Approaching two thirds of the public (63%) think there will be fewer deaths during this time than there were last winter, while 14% think the death rate will be the same. One in eight (12%) think the coming winter could bring a higher death toll.
While people mostly think hospital admissions and deaths will decrease, a third of Britons (36%) expect the number of COVID-19 cases to be higher between October 2021 and January 2022 than the same time last year – this includes one in eight (12%) who think cases will be “much higher”. Another 28% of people think case numbers will be about the same. Only a quarter of the public (26%) think that number of infections will be lower.

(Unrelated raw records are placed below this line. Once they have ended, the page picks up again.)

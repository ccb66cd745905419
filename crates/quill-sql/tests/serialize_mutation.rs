use pretty_assertions::assert_eq;
use quill_sql::{
    stmt::{
        Assignment, BinaryOp, Delete, Expr, Insert, OnConflict, Select, SelectItem, Statement,
        TableName, TableRef, Update, Value,
    },
    Serializer,
};
use quill_core::driver::operation::Transaction;

fn table(name: &str) -> TableName {
    TableName {
        name: name.into(),
        schema: None,
        alias: None,
    }
}

fn serialize(serializer: Serializer, stmt: impl Into<Statement>) -> (String, Vec<Value>) {
    let mut params = vec![];
    let sql = serializer.serialize(&stmt.into(), &mut params);
    (sql, params)
}

fn insert_users() -> Insert {
    Insert {
        table: table("User"),
        columns: vec!["email".into(), "name".into()],
        rows: vec![
            vec![Expr::value("a@x.io"), Expr::value("A")],
            vec![Expr::value("b@x.io"), Expr::NULL],
        ],
        on_conflict: None,
        returning: vec![SelectItem::expr(Expr::unqualified("id"))],
    }
}

#[test]
fn multi_row_insert_with_returning() {
    let (sql, params) = serialize(Serializer::sqlite(), insert_users());
    assert_eq!(
        sql,
        r#"INSERT INTO "User" ("email", "name") VALUES (?1, ?2), (?3, NULL) RETURNING "id""#
    );
    assert_eq!(params.len(), 3);
}

#[test]
fn skip_duplicates() {
    let mut insert = insert_users();
    insert.on_conflict = Some(OnConflict::Ignore);
    insert.returning.clear();

    assert_eq!(
        serialize(Serializer::postgresql(), insert.clone()).0,
        r#"INSERT INTO "User" ("email", "name") VALUES ($1, $2), ($3, NULL) ON CONFLICT DO NOTHING"#
    );
    assert_eq!(
        serialize(Serializer::mysql(), insert).0,
        "INSERT IGNORE INTO `User` (`email`, `name`) VALUES (?, ?), (?, NULL)"
    );
}

#[test]
fn insert_default_values() {
    let insert = Insert {
        table: table("Counter"),
        columns: vec![],
        rows: vec![vec![]],
        on_conflict: None,
        returning: vec![],
    };

    assert_eq!(
        serialize(Serializer::sqlite(), insert.clone()).0,
        r#"INSERT INTO "Counter" DEFAULT VALUES"#
    );
    assert_eq!(
        serialize(Serializer::mysql(), insert).0,
        "INSERT INTO `Counter` () VALUES ()"
    );
}

#[test]
fn update_with_arithmetic_and_limit() {
    let update = Update {
        table: TableName {
            alias: Some("Post".into()),
            ..table("posts")
        },
        assignments: vec![Assignment {
            column: "views".into(),
            value: Expr::binary(Expr::column("Post", "views"), BinaryOp::Add, Expr::value(1)),
        }],
        filter: Some(Expr::eq(Expr::column("Post", "published"), Expr::TRUE)),
        limit: Some(3),
        returning: vec![],
    };

    assert_eq!(
        serialize(Serializer::mysql(), update).0,
        "UPDATE `posts` AS `Post` SET `views` = (`Post`.`views` + ?) WHERE `Post`.`published` = TRUE LIMIT 3"
    );
}

#[test]
fn delete_by_subquery_ids() {
    let mut ids = Select::from(TableRef::table("User", None)).item(Expr::column("User", "id"), None);
    ids.limit = Some(2);
    let wrapped = Select::from(TableRef::derived(ids, "$sub")).item(Expr::column("$sub", "id"), None);

    let delete = Delete {
        table: table("User"),
        filter: Some(Expr::in_subquery(vec![Expr::column("User", "id")], wrapped)),
        limit: None,
        returning: vec![],
    };

    assert_eq!(
        serialize(Serializer::sqlite(), delete).0,
        r#"DELETE FROM "User" WHERE "User"."id" IN (SELECT "$sub"."id" FROM (SELECT "User"."id" FROM "User" LIMIT 2) AS "$sub")"#
    );
}

#[test]
fn transactions() {
    let mysql = Serializer::mysql();
    let sqlite = Serializer::sqlite();

    assert_eq!(mysql.serialize_transaction(&Transaction::Start), "START TRANSACTION");
    assert_eq!(sqlite.serialize_transaction(&Transaction::Start), "BEGIN");
    assert_eq!(sqlite.serialize_transaction(&Transaction::Savepoint(2)), "SAVEPOINT sp_2");
    assert_eq!(
        sqlite.serialize_transaction(&Transaction::RollbackToSavepoint(1)),
        "ROLLBACK TO SAVEPOINT sp_1"
    );
}
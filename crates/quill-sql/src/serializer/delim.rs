use super::{Formatter, Params, ToSql};

/// Comma delimited
pub(super) struct Comma<L>(pub(super) L);

/// Delimited by an arbitrary separator
pub(super) struct Delimited<L>(pub(super) L, pub(super) &'static str);

impl<L> ToSql for Comma<L>
where
    L: IntoIterator,
    L::Item: ToSql,
{
    fn to_sql<P: Params>(self, f: &mut Formatter<'_, P>) {
        Delimited(self.0, ", ").to_sql(f);
    }
}

impl<L> ToSql for Delimited<L>
where
    L: IntoIterator,
    L::Item: ToSql,
{
    fn to_sql<P: Params>(self, f: &mut Formatter<'_, P>) {
        let mut s = "";
        for i in self.0 {
            fmt!(f, s i);
            s = self.1;
        }
    }
}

Britons tend to think Christmas will be free of lockdown restrictions
It has been suggested that the so-called “firebreak lockdown” could see the October half-term extended, but makes no mention of what might happen later in the year. Two fifths of Britons (44%), however, are expecting a Christmas period free of pandemic restrictions. On the other hand, a third (36%) think there will be some COVID-19 restrictions in place for the festive period once again.
Those aged 65 and above are the least likely to think Christmas will be business as usual without restrictions (36%), but another 40% think there will be some rules in place for the festive holiday. On the other hand, those aged between 18 and 24 are the most hopeful of a restriction-free Christmas (48%) with around a quarter (23%) thinking at least some form of rules will be in place.